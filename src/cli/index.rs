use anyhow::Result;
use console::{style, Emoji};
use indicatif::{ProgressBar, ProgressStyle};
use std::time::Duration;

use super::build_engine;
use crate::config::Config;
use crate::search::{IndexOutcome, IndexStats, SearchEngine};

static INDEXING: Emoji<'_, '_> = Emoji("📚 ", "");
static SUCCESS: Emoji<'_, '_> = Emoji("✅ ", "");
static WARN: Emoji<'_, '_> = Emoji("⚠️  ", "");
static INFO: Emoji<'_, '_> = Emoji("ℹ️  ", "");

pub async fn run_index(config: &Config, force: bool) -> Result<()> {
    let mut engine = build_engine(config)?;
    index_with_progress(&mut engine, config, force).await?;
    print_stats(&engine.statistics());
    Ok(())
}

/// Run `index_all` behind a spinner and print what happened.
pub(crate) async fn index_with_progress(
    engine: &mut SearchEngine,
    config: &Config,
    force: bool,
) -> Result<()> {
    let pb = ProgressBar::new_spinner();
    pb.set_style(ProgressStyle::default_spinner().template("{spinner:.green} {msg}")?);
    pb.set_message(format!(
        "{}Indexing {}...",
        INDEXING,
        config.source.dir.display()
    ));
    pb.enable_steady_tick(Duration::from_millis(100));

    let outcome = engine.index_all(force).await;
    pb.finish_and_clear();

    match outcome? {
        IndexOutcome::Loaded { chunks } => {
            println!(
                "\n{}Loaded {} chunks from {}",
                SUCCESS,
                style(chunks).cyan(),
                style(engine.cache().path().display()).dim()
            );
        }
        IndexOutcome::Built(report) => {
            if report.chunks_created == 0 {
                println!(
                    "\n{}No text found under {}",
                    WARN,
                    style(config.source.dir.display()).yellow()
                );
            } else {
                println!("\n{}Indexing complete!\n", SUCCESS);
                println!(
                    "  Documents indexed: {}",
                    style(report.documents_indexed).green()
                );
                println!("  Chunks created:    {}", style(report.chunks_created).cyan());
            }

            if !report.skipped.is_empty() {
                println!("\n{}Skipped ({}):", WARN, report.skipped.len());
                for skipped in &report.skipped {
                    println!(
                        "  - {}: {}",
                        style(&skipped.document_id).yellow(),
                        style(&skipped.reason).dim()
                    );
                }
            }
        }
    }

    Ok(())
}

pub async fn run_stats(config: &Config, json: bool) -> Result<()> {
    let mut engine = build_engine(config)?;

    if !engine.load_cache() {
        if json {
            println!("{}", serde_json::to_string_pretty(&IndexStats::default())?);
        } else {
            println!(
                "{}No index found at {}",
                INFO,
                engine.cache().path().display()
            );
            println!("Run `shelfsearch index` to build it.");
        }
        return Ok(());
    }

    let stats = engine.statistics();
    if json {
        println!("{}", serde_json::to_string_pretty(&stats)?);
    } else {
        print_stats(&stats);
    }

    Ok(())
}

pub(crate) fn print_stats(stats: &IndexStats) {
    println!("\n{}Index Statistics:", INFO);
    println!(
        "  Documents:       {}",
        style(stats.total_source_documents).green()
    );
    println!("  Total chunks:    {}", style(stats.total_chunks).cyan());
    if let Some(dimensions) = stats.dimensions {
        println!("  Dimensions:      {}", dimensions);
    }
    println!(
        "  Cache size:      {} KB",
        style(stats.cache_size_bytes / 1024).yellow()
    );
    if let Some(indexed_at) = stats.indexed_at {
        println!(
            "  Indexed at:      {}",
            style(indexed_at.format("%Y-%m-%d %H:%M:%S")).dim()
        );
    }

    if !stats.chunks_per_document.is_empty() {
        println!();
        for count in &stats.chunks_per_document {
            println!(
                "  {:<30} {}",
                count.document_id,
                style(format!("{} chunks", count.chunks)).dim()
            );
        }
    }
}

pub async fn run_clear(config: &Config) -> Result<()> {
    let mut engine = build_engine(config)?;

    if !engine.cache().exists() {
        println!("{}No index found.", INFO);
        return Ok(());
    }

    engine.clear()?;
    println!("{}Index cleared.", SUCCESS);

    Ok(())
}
################
PROBLEM STATEMENT:
Scan the records above and report every line with the string "count".

ANSWER BELOW:
        for count in &stats.chunks_per_document {
                count.document_id,
                style(format!("{} chunks", count.chunks)).dim()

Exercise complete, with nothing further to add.